Not that future, but the future as a time of conjunction, the most concrete time of conjunction if it is true that the present is always ungraspable, ever retreating with the ceaseless passage of time; and that the past is always obsolete, irremediably finalized or forgotten. The future as life in the process of being lived individually.

That future is essentially obvious, while we are in perpetual doubt over “what is to come”. What it boils down to is current events which give a content to the future by occurring. On that basis it can arouse every hope and every fear. There are societies in which occurrences, as pure contingency, are experienced as unbearable: they are interpreted, to slot them into the structure, and thus make them into a normal, expected expression of the order of things. Misfortune in general and illness in particular are investigated with a view to identifying the individuals responsible for them, but also to reaffirm the existence of an immutable norm: that is why their anthropologies (if this term is understood to mean a coherent body of representations assembled over time and transmitted from generation to generation) already include definitions of the individual, of the body, of consanguinity and of the collection of interpretative tools that make it possible, when the occasion arises, to explain apparent disturbances as indirect expressions of the norm. Taken together, these elements comprise a set of instructions which ethnologists analyse piece by piece in chapters covering, for example, kinship, the notion of the individual or beliefs in magic and sorcery. But the “persecutory” conception of misfortune corresponding to this type of interpretation (when someone falls ill or dies, someone else must necessarily be the cause), while most spectacularly expressed in those human groups in which the individual is closely, substantively and structurally integrated with the collective, is only one of the modalities through which human societies in general try to account for events by fitting them into a logical and chronological succession. The past is never wholly occluded either on the individual or the collective level.

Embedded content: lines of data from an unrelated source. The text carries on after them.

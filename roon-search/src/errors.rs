//! # Error Handling for Search APIs
//!
//! Two layers live here:
//!
//! - [`SearchError`] is what the engine returns. Every variant except
//!   [`SearchError::UnknownEntity`] describes bad client input and carries the
//!   offending field and value so a user-facing message can be built.
//! - [`ApiError`] is what handlers return. It maps search errors to `400`,
//!   missing records to `404`, and database or wiring failures to `500`, and
//!   renders the body clients already rely on:
//!
//! ```json
//! {"success": false, "error_reason": "Date search error: ..."}
//! ```
//!
//! ## Logging
//!
//! Internal errors are logged using the `tracing` crate when converted into a
//! response. Their details never reach the client.

use axum::{
    Json,
    http::StatusCode,
    response::{IntoResponse, Response},
};
use sea_orm::DbErr;
use serde::Serialize;
use std::fmt;
use thiserror::Error;

/// Errors raised while turning client parameters into a query.
#[derive(Debug, Error)]
pub enum SearchError {
    /// A boolean field received a token outside the true/false sets.
    #[error("{field} has invalid boolean field value of {value}")]
    InvalidBooleanValue { field: String, value: String },

    /// Malformed timestamp, unknown or non-date attribute, or start >= end.
    #[error("{0}")]
    DateSearch(String),

    /// Malformed expression tree, wrong operator cardinality, or any error
    /// raised while compiling an operator search.
    #[error("{message}")]
    SearchWithOperator {
        message: String,
        #[source]
        source: Option<Box<SearchError>>,
    },

    /// A field path does not resolve on the entity or its relations.
    #[error("Cannot resolve keyword '{path}' into field on {entity}")]
    UnknownField { entity: String, path: String },

    /// A declared rename points at a path that does not exist.
    #[error("Rename of '{key}' on {entity} points at unknown field path '{target}'")]
    UnresolvedRename {
        entity: String,
        key: String,
        target: String,
    },

    /// A parameter value has a shape the compiler cannot search with.
    #[error("Invalid value for '{field}': {reason}")]
    InvalidParameter { field: String, reason: String },

    /// `order_by` names something that cannot be ordered on.
    #[error("Cannot order by '{0}'")]
    InvalidOrdering(String),

    #[error("Invalid value, per_page/page are integers only.")]
    PageNotAnInteger,

    /// The entity was never registered with the schema registry.
    #[error("Entity '{0}' is not registered for search")]
    UnknownEntity(String),
}

impl SearchError {
    pub fn date(message: impl Into<String>) -> Self {
        Self::DateSearch(message.into())
    }

    pub fn operator(message: impl Into<String>) -> Self {
        Self::SearchWithOperator {
            message: message.into(),
            source: None,
        }
    }

    pub fn unknown_field(entity: impl Into<String>, path: impl Into<String>) -> Self {
        Self::UnknownField {
            entity: entity.into(),
            path: path.into(),
        }
    }

    pub fn invalid_parameter(field: impl Into<String>, reason: impl Into<String>) -> Self {
        Self::InvalidParameter {
            field: field.into(),
            reason: reason.into(),
        }
    }

    /// Wrap an error raised while compiling an operator search, keeping the
    /// original as the source. Operator errors pass through unchanged.
    #[must_use]
    pub fn into_operator_error(self) -> Self {
        match self {
            Self::SearchWithOperator { .. } => self,
            other => Self::SearchWithOperator {
                message: other.to_string(),
                source: Some(Box::new(other)),
            },
        }
    }

    /// True when the error was caused by client input rather than wiring.
    #[must_use]
    pub fn is_client_error(&self) -> bool {
        !matches!(self, Self::UnknownEntity(_))
    }

    /// Prefix used in the user-facing `error_reason`.
    fn reason_prefix(&self) -> &'static str {
        match self {
            Self::DateSearch(_) => "Date search error",
            Self::SearchWithOperator { .. } => "Search error",
            _ => "Invalid parameters or data",
        }
    }
}

/// API error type with automatic logging and sanitized responses
#[derive(Debug)]
pub enum ApiError {
    /// 404 Not Found - Resource doesn't exist
    NotFound {
        /// Resource type (e.g., "Question")
        resource: String,
        /// Optional ID that wasn't found
        id: Option<String>,
    },

    /// 400 Bad Request - Invalid input from user
    BadRequest {
        /// User-facing error message
        message: String,
    },

    /// 400 for client input errors, 500 for registry wiring errors
    Search(SearchError),

    /// 500 Internal Server Error - Database error (details logged, not exposed)
    Database {
        /// User-facing generic message
        message: String,
        /// Internal error (logged, not sent to user)
        internal: DbErr,
    },

    /// 500 Internal Server Error - Generic internal error
    Internal {
        /// User-facing generic message
        message: String,
        /// Internal error details (logged, not sent to user)
        internal: Option<String>,
    },
}

impl ApiError {
    pub fn not_found(resource: impl Into<String>, id: Option<String>) -> Self {
        Self::NotFound {
            resource: resource.into(),
            id,
        }
    }

    pub fn bad_request(message: impl Into<String>) -> Self {
        Self::BadRequest {
            message: message.into(),
        }
    }

    /// Create a 500 Internal Server Error from a database error
    ///
    /// The database error details are logged but NOT sent to the user.
    pub fn database(err: DbErr) -> Self {
        Self::Database {
            message: "Server Error, contact Roon to resolve".to_string(),
            internal: err,
        }
    }

    pub fn internal(message: impl Into<String>, internal: Option<String>) -> Self {
        Self::Internal {
            message: message.into(),
            internal,
        }
    }

    /// Get the HTTP status code for this error
    #[must_use]
    pub fn status_code(&self) -> StatusCode {
        match self {
            Self::NotFound { .. } => StatusCode::NOT_FOUND,
            Self::BadRequest { .. } => StatusCode::BAD_REQUEST,
            Self::Search(err) if err.is_client_error() => StatusCode::BAD_REQUEST,
            Self::Search(_) | Self::Database { .. } | Self::Internal { .. } => {
                StatusCode::INTERNAL_SERVER_ERROR
            }
        }
    }

    /// Get the user-facing error message (sanitized)
    #[must_use]
    pub fn user_message(&self) -> String {
        match self {
            Self::NotFound { resource, id } => match id {
                Some(id) => format!("Resource not found: {resource} with ID '{id}' not found"),
                None => format!("Resource not found: {resource} not found"),
            },
            Self::BadRequest { message } => format!("Bad Request: {message}"),
            Self::Search(err) if err.is_client_error() => {
                format!("{}: {err}", err.reason_prefix())
            }
            Self::Search(_) => "Server Error, contact Roon to resolve".to_string(),
            Self::Database { message, .. } | Self::Internal { message, .. } => message.clone(),
        }
    }

    /// Log internal error details (not sent to user)
    fn log_internal(&self) {
        match self {
            Self::Database { internal, .. } => {
                tracing::error!(error = ?internal, "Database error occurred");
            }
            Self::Internal {
                internal: Some(details),
                ..
            } => {
                tracing::error!(details = %details, "Internal error occurred");
            }
            Self::Search(err) if !err.is_client_error() => {
                tracing::error!(error = %err, "Search engine misconfigured");
            }
            _ => {
                tracing::debug!(
                    error = %self.user_message(),
                    status = %self.status_code(),
                    "API error"
                );
            }
        }
    }
}

/// Error response sent to users (sanitized)
#[derive(Serialize)]
struct ErrorResponse {
    success: bool,
    error_reason: String,
}

impl IntoResponse for ApiError {
    fn into_response(self) -> Response {
        self.log_internal();

        let status = self.status_code();
        let response = ErrorResponse {
            success: false,
            error_reason: self.user_message(),
        };

        (status, Json(response)).into_response()
    }
}

impl fmt::Display for ApiError {
    fn fmt(&self, f: &mut fmt::Formatter<'_>) -> fmt::Result {
        write!(f, "{}", self.user_message())
    }
}

impl std::error::Error for ApiError {}

impl From<SearchError> for ApiError {
    fn from(err: SearchError) -> Self {
        Self::Search(err)
    }
}

/// `DbErr::RecordNotFound` becomes a 404, everything else a logged 500.
impl From<DbErr> for ApiError {
    fn from(err: DbErr) -> Self {
        match err {
            DbErr::RecordNotFound(msg) => Self::not_found(msg, None),
            other => Self::database(other),
        }
    }
}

The future, even when it concerns the individual, always has a social dimension: it depends on others. Any episode seen as a “stage” in an individual’s life (an examination, a competition, a job, a marriage) depends to a large extent on people other than himself and fixes him more firmly in the web of collective obligations. It is sometimes said that the individual “constructs” his future, but others participate in that enterprise which is primarily a manifestation of social life. Inversely, people speak these days of the social “exclusion” of those who apparently have no “future”, who complain and protest because their assignation to a miserable and continuing present is experienced as the equivalent of a death sentence.

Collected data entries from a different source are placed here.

impl Predicate {
    pub fn field(path: impl Into<String>, lookup: Lookup) -> Self {
        Self::Field {
            path: path.into(),
            lookup,
        }
    }

    /// Fold with AND. `None` when there is nothing to fold.
    pub fn all(predicates: impl IntoIterator<Item = Self>) -> Option<Self> {
        predicates.into_iter().reduce(BitAnd::bitand)
    }

    /// Fold with OR. `None` when there is nothing to fold.
    pub fn any(predicates: impl IntoIterator<Item = Self>) -> Option<Self> {
        predicates.into_iter().reduce(BitOr::bitor)
    }

    /// Compile against the schema of `root`.
    ///
    /// # Errors
    ///
    /// `UnknownField` for paths that do not resolve, `InvalidBooleanValue`
    /// for boolean fields compared with an unrecognised token, and
    /// `InvalidParameter` for values the column kind cannot hold.
    pub fn compile(&self, registry: &SchemaRegistry, root: &str) -> Result<Condition, SearchError> {
        match self {
            Self::Field { path, lookup } => {
                let resolved = registry.resolve_path(root, path)?;
                compile_field(path, &resolved, lookup)
            }
            Self::And(children) => children
                .iter()
                .try_fold(Condition::all(), |cond, child| {
                    Ok(cond.add(child.compile(registry, root)?))
                }),
            Self::Or(children) => children
                .iter()
                .try_fold(Condition::any(), |cond, child| {
                    Ok(cond.add(child.compile(registry, root)?))
                }),
            Self::Not(inner) => Ok(Condition::all()
                .add(inner.compile(registry, root)?)
                .not()),
        }
    }
}
//! Junction between questions and their topics.

use sea_orm::entity::prelude::*;

#[derive(Clone, Debug, PartialEq, Eq, DeriveEntityModel)]
#[sea_orm(table_name = "questions_topics")]
pub struct Model {
    #[sea_orm(primary_key, auto_increment = false)]
    pub question_id: Uuid,
    #[sea_orm(primary_key, auto_increment = false)]
    pub question_topic_id: Uuid,
}

#[derive(Copy, Clone, Debug, EnumIter, DeriveRelation)]
pub enum Relation {
    #[sea_orm(
        belongs_to = "super::question::Entity",
        from = "Column::QuestionId",
        to = "super::question::Column::QuestionId",
        on_delete = "Cascade"
    )]
    Question,
    #[sea_orm(
        belongs_to = "super::question_topic::Entity",
        from = "Column::QuestionTopicId",
        to = "super::question_topic::Column::QuestionTopicId",
        on_delete = "Cascade"
    )]
    QuestionTopic,
}

impl ActiveModelBehavior for ActiveModel {}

So, both senses of the “future” are expressions of the essential solidarity between the individual and society. An absolutely solitary individual is unimaginable, just as one sort of future without the other would be unbearable. But inversely, to subordinate an individual to collective standards and his future life to what befalls the group smacks of totalitarianism. The radiant future once promised to the popular masses was a contradictory and impossible idea, in that it implied the stopping of time and thus the disappearance of the future — and of the individual with it. Basically it is the same with the future as it is with happiness. The object of democracy is not to ensure the happiness of all, but to create the conditions for it as a possibility for each individual by eliminating the most obvious sources of unhappiness. An acceptable future for all would be one in which every-one could manage their own time and give meaning to the future by individualizing their personal futures.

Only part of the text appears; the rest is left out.